A operação seria, no seu primeiro ano, garantida por um número crescente de aviões tipo Boeing 757 que chegaria a 11 no decurso do ano;
A base operacional seria o aeroporto do Sal, onde os aviões começariam a chegar já em Janeiro (adiado para Fevereiro) de 2018, data marcada para o início do hub:
Os mercados visados são os EUA, o continente africano, mais propriamente a sub-região oeste africana (países da CEDEAO), a Europa e a América Latina.
O Governo garantiu que: “O Hub aéreo vai começar a funcionar no Sal a partir de Janeiro de 2018 e com isso haverá outras alternativas para a população das restantes ilhas” e “nenhum passageiro do país vai ficar prejudicado porque o Governo está a trabalhar para encontrar outras opções em condições de concorrência para permitir que outras companhias aéreas possam entrar no mercado cabo-verdiano”.

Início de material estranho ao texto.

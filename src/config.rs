// This software is licensed under a dual license model:
//
// GNU Affero General Public License v3 (AGPLv3): You may use, modify, and
// distribute this software under the terms of the AGPLv3.
//
// Elastic License v2 (ELv2): You may also use, modify, and distribute this
// software under the Elastic License v2, which has specific restrictions.
//
// We welcome any commercial collaboration or support. For inquiries
// regarding the licenses, please contact us at:
// vectorchord-inquiry@tensorchord.ai
//
// Copyright (c) 2025 TensorChord Inc.

use k_means::{AssignOptions, Variant};
use serde::{Deserialize, Serialize};
use std::path::{Path, PathBuf};
use thiserror::Error;
use validator::{Validate, ValidationError, ValidationErrors};

#[derive(Debug, Error)]
pub enum ConfigError {
    #[error("failed to read {}", path.display())]
    Read {
        path: PathBuf,
        #[source]
        source: std::io::Error,
    },
    #[error("failed to parse options")]
    Parse(#[from] toml::de::Error),
    #[error("invalid options")]
    Invalid(#[from] ValidationErrors),
}

/// Options of a clustering run.
///
/// Every field has a default, so an empty document is a valid configuration.
#[derive(Debug, Clone, Serialize, Deserialize, Validate)]
#[serde(deny_unknown_fields)]
#[validate(schema(function = "Self::validate_self"))]
pub struct ClusteringOptions {
    #[serde(default = "ClusteringOptions::default_variant")]
    pub variant: Variant,
    /// Loose canopy threshold. A centroid is a candidate for a canopy when the
    /// canopy metric between them is below `t1`.
    #[serde(default = "ClusteringOptions::default_t1")]
    #[validate(range(exclusive_min = 0.0))]
    pub t1: f64,
    /// Tight canopy threshold. Only canopy generation reads it.
    #[serde(default = "ClusteringOptions::default_t2")]
    #[validate(range(exclusive_min = 0.0))]
    pub t2: f64,
    /// A round converges when its total error is below this threshold.
    #[serde(default = "ClusteringOptions::default_convergence_threshold")]
    #[validate(range(exclusive_min = 0.0))]
    pub convergence_threshold: f64,
    #[serde(default = "ClusteringOptions::default_max_iterations")]
    #[validate(range(min = 1))]
    pub max_iterations: Option<u32>,
    #[serde(default = "ClusteringOptions::default_threads")]
    #[validate(range(min = 1, max = 256))]
    pub threads: u16,
    #[serde(default = "ClusteringOptions::default_canopy_axis")]
    pub canopy_axis: usize,
    /// Location of the canopy centers, relative to each partition file.
    #[serde(default = "ClusteringOptions::default_canopy_centers_path")]
    pub canopy_centers_path: PathBuf,
}

impl ClusteringOptions {
    fn default_variant() -> Variant {
        Variant::Canopy
    }
    fn default_t1() -> f64 {
        10.0
    }
    fn default_t2() -> f64 {
        6.0
    }
    fn default_convergence_threshold() -> f64 {
        1.0
    }
    fn default_max_iterations() -> Option<u32> {
        None
    }
    fn default_threads() -> u16 {
        std::thread::available_parallelism().map_or(1, |n| n.get().min(256) as u16)
    }
    fn default_canopy_axis() -> usize {
        1
    }
    fn default_canopy_centers_path() -> PathBuf {
        PathBuf::from("cccenters/canopycenters.txt")
    }
    pub fn validate_self(&self) -> Result<(), ValidationError> {
        if !(self.t1.is_finite() && self.t2.is_finite()) {
            return Err(ValidationError::new("canopy thresholds must be finite"));
        }
        if self.t2 > self.t1 {
            return Err(ValidationError::new("`t2` must not exceed `t1`"));
        }
        if self.convergence_threshold.is_nan() {
            return Err(ValidationError::new("`convergence_threshold` is not a number"));
        }
        if self.canopy_centers_path.as_os_str().is_empty() {
            return Err(ValidationError::new("`canopy_centers_path` is empty"));
        }
        Ok(())
    }

    pub fn from_toml(s: &str) -> Result<Self, ConfigError> {
        let options = toml::from_str::<Self>(s)?;
        options.validate()?;
        Ok(options)
    }

    pub fn load(path: &Path) -> Result<Self, ConfigError> {
        let s = std::fs::read_to_string(path).map_err(|source| ConfigError::Read {
            path: path.to_path_buf(),
            source,
        })?;
        Self::from_toml(&s)
    }

    /// Validates options after they have been edited in place.
    pub fn check(&self) -> Result<(), ConfigError> {
        Ok(self.validate()?)
    }

    pub fn assign_options(&self) -> AssignOptions {
        AssignOptions {
            variant: self.variant,
            t1: self.t1,
            canopy_metric: distance::CanopyMetric::new(self.canopy_axis),
            canopy_centers_path: self.canopy_centers_path.clone(),
        }
    }
}

impl Default for ClusteringOptions {
    fn default() -> Self {
        Self {
            variant: Self::default_variant(),
            t1: Self::default_t1(),
            t2: Self::default_t2(),
            convergence_threshold: Self::default_convergence_threshold(),
            max_iterations: Self::default_max_iterations(),
            threads: Self::default_threads(),
            canopy_axis: Self::default_canopy_axis(),
            canopy_centers_path: Self::default_canopy_centers_path(),
        }
    }
}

Além disso, o Governo tem dito, repetidamente, que “acabou-se o mercado da saudade” e “acabou-se o mercado da morabeza”, deixando implícita a ideia de que o mercado de transporte aéreo da diáspora cabo-verdiana estará entre as causas da falência técnica da TACV.
Ora, em boa verdade, os cabo-verdianos mantêm uma relação afetiva muito forte com a sua companhia aérea de bandeira. Constitui motivo de muito orgulho para qualquer emigrante, ver um avião da TACV a rolar nas pistas de Boston, Paris ou Lisboa e é exatamente por esta razão que, independentemente do custo dos bilhetes, muitas vezes acima da média do mercado, e das incessantes queixas em relação aos serviços, preferiram sempre viajar com a TACV.
Esta atitude, agora tida como “saudosismo” constitui, na verdade, um dos ativos intangíveis mais relevantes da companhia, passível de ser transformada em “fidelidade” indefetível por qualquer plano de marketing minimamente inteligente, sobretudo se se tiver em conta a forte ligação afetiva das segundas, terceiras e quartas gerações da diáspora cabo-verdiana com a cultura e com o país dos seus ancestrais.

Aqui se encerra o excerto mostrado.